As this past decade slinks off into the shadows of the next one’s promises, I am writing a poem for each memory I cling to, for each moment I faced alone, for each time I told myself okay was good enough; then, good enough was okay. I am memorialising the parts of me I have lost, I am eulogising every part of myself I laid to rest, and yes, I am preparing to resurrect the dead yet, too.
It has been just over a year now that I started writing again, after a ten year hiatus from any sort of personally-motivated literary work. In that time, I had worked as a journalist, writing other people’s stories. It wasn’t that I had lost my voice – it was that I had stopped thinking I had anything to say.
Prior to those ten years, I was a prolific – albeit immature – writer, with hundreds of poems, plays, monologues, novels and novellas, short stories and essays to my credit. I wrote for the joy of it, I wrote to make my mark on the world, I wrote because it bled out of me so quickly dropping it onto paper was the only responsible act I felt I could make. But I didn’t value it, not really. I considered it a by-product of living my authentic life. I thought it was just always something I would do, something I couldn’t help but do, something I was born to do.
Then life took its course and before I knew it, I had given myself over to another pursuit: to love, to be loved. In doing so, I lost myself, because love can’t exist where only a shell remains – and I had indeed become a shell of my former self. But it wasn’t love; it was a poem, poorly written, that wanted to be about love. It was the only poem I worked on for those ten years.
And then I left, and then I wrote. Those first words, those first pages, those first chapters were excruciating – then, and now. I scratched them out onto the page without considering why, how, or who I was writing. I wrote because every word I managed to get down on the page was yet another step not just away, but to.
My first project was an attempted novel; it was months later, when I had stepped away for long enough and glanced back again from higher ground that I realised it was in fact the breeding grounds for poetry. The more I excavated from that first “work”, the more my voice trembled in amplification, the more it carried across.
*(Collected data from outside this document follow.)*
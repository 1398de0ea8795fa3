//! Tile payload encoders operating on point sets already extracted for a
//! tile.

pub mod lod;
pub mod micro;

pub use lod::{AttributeRecord, LodResult, compute_lod, morton, reorder};
pub use micro::MicroTile;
With every breath, every new poem I forged, it became stronger, more nuanced, more self-sure.
The first poem I wrote with purpose, I wrote for a stranger – another writer across the country from me – whose casual description of their own recent projects inspired me to write for them a poem of exaltation. How funny, that I could see such significance in the tiniest details of another’s life, when my own extraordinary experiences felt so small, so unworthy of words.
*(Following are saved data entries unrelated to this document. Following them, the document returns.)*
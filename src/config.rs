//! Request-scoped tiling configuration.

use serde::{Deserialize, Serialize};

use crate::error::{Result, TileError};
use crate::geometry::Bounds;

/// Configuration for one tile-serving data source: the world extent
/// covered by the root tile plus the default grid resolution and LOD
/// level count applied to its tiles.
///
/// # Examples
///
/// ```
/// use tilebin::{Bounds, TilingConfig};
///
/// let config: TilingConfig = serde_json::from_str(
///     r#"{"extent": {"left": -180.0, "right": 180.0, "bottom": -90.0, "top": 90.0}}"#,
/// )?;
/// assert_eq!(config.resolution, 256);
/// config.validate()?;
/// # Ok::<(), Box<dyn std::error::Error>>(())
/// ```
#[derive(Debug, Clone, PartialEq, Serialize, Deserialize)]
#[serde(deny_unknown_fields)]
pub struct TilingConfig {
    /// World extent covered by the root tile; axes may be inverted.
    pub extent: Bounds,

    /// Side length of aggregate tile grids.
    #[serde(default = "TilingConfig::default_resolution")]
    pub resolution: usize,

    /// Detail levels for raw-point tiles; zero disables LOD partitioning.
    #[serde(default = "TilingConfig::default_lod")]
    pub lod: usize,
}

impl TilingConfig {
    const fn default_resolution() -> usize {
        256
    }

    const fn default_lod() -> usize {
        4
    }

    pub fn new(extent: Bounds) -> Self {
        Self {
            extent,
            resolution: Self::default_resolution(),
            lod: Self::default_lod(),
        }
    }

    pub fn with_resolution(mut self, resolution: usize) -> Self {
        self.resolution = resolution;
        self
    }

    pub fn with_lod(mut self, lod: usize) -> Self {
        self.lod = lod;
        self
    }

    /// Checks the configuration contract: positive resolution and a
    /// finite, non-degenerate extent. Violations are reported, never
    /// corrected.
    pub fn validate(&self) -> Result<()> {
        if self.resolution == 0 {
            return Err(TileError::InvalidInput(
                "resolution must be at least 1".to_string(),
            ));
        }
        if !self.extent.is_finite() {
            return Err(TileError::InvalidInput(format!(
                "world extent must be finite, got: {:?}",
                self.extent
            )));
        }
        if self.extent.range_x() == 0.0 || self.extent.range_y() == 0.0 {
            return Err(TileError::InvalidInput(format!(
                "world extent must have non-zero width and height, got: {:?}",
                self.extent
            )));
        }
        Ok(())
    }
}

#[cfg(test)]
mod tests {
    use super::*;

    #[test]
    fn test_defaults() {
        let config = TilingConfig::new(Bounds::new(-180.0, 180.0, -90.0, 90.0));
        assert_eq!(config.resolution, 256);
        assert_eq!(config.lod, 4);
        assert!(config.validate().is_ok());
    }

    #[test]
    fn test_builders() {
        let config = TilingConfig::new(Bounds::new(0.0, 4096.0, 4096.0, 0.0))
            .with_resolution(128)
            .with_lod(0);
        assert_eq!(config.resolution, 128);
        assert_eq!(config.lod, 0);
    }

    #[test]
    fn test_validate_rejects_degenerate_extent() {
        let config = TilingConfig::new(Bounds::new(5.0, 5.0, 0.0, 10.0));
        assert!(config.validate().is_err());

        let config = TilingConfig::new(Bounds::new(0.0, 10.0, 0.0, 10.0)).with_resolution(0);
        assert!(config.validate().is_err());
    }

    #[test]
    fn test_deserialize_rejects_unknown_fields() {
        let result: std::result::Result<TilingConfig, _> = serde_json::from_str(
            r#"{"extent": {"left": 0.0, "right": 1.0, "bottom": 0.0, "top": 1.0}, "nope": 1}"#,
        );
        assert!(result.is_err());
    }
}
I continued this way, writing poems for other people, scrutinising the lives of strangers and spewing out
poetry they told me spoke to their souls. I wrote first to understand them, but quickly discovered that I was learning more about myself: the ways in which I saw them told me so much about the ways in which I see, the ways in which I feel, the aches I hold, the passions I am capable of. I was writing to catch my breath; I was writing to save my life.
I had been writing these poems for about a month when an editor contacted me with an invitation to serialise them online; so began “I Wrote You This Poem”. It felt like a safe way to share myself, without having to actually admit to anyone that these were my stories, my truths, my fears and loves and losses and liberations. This fed my courage, and I began to submit my work to a handful of literary magazines I admired, with great success. A few months later, I pulled together everything I’d written over the last half year, shifting and sorting it all until I discovered not only had I created enough for nearly three chapbooks, but that some of it was actually quite stirring, and all of it had something pretty damn important to say. And I had said it all.
And I was about to take a deep breath, and start saying it all aloud. One of my chapbooks, “What Lasts Beyond the Burning” had been selected for publication in 2020 by Nightingale & Sparrow Press. On the inhale, I felt legitimised: after all these years, I was a “real” writer, with “real” work. On the exhale, I released: my words were going out into the world, not for me, but for someone else who might need to hear them.
Poetry then, is not just the air I breathe, it is the air that was breathed back into my lungs, it is the first breath I took. It is the pause I take to draw you in, closer, closer. Listen: I have something important to tell you. It’s mine and it matters. I am writing you this poem, and you are really me.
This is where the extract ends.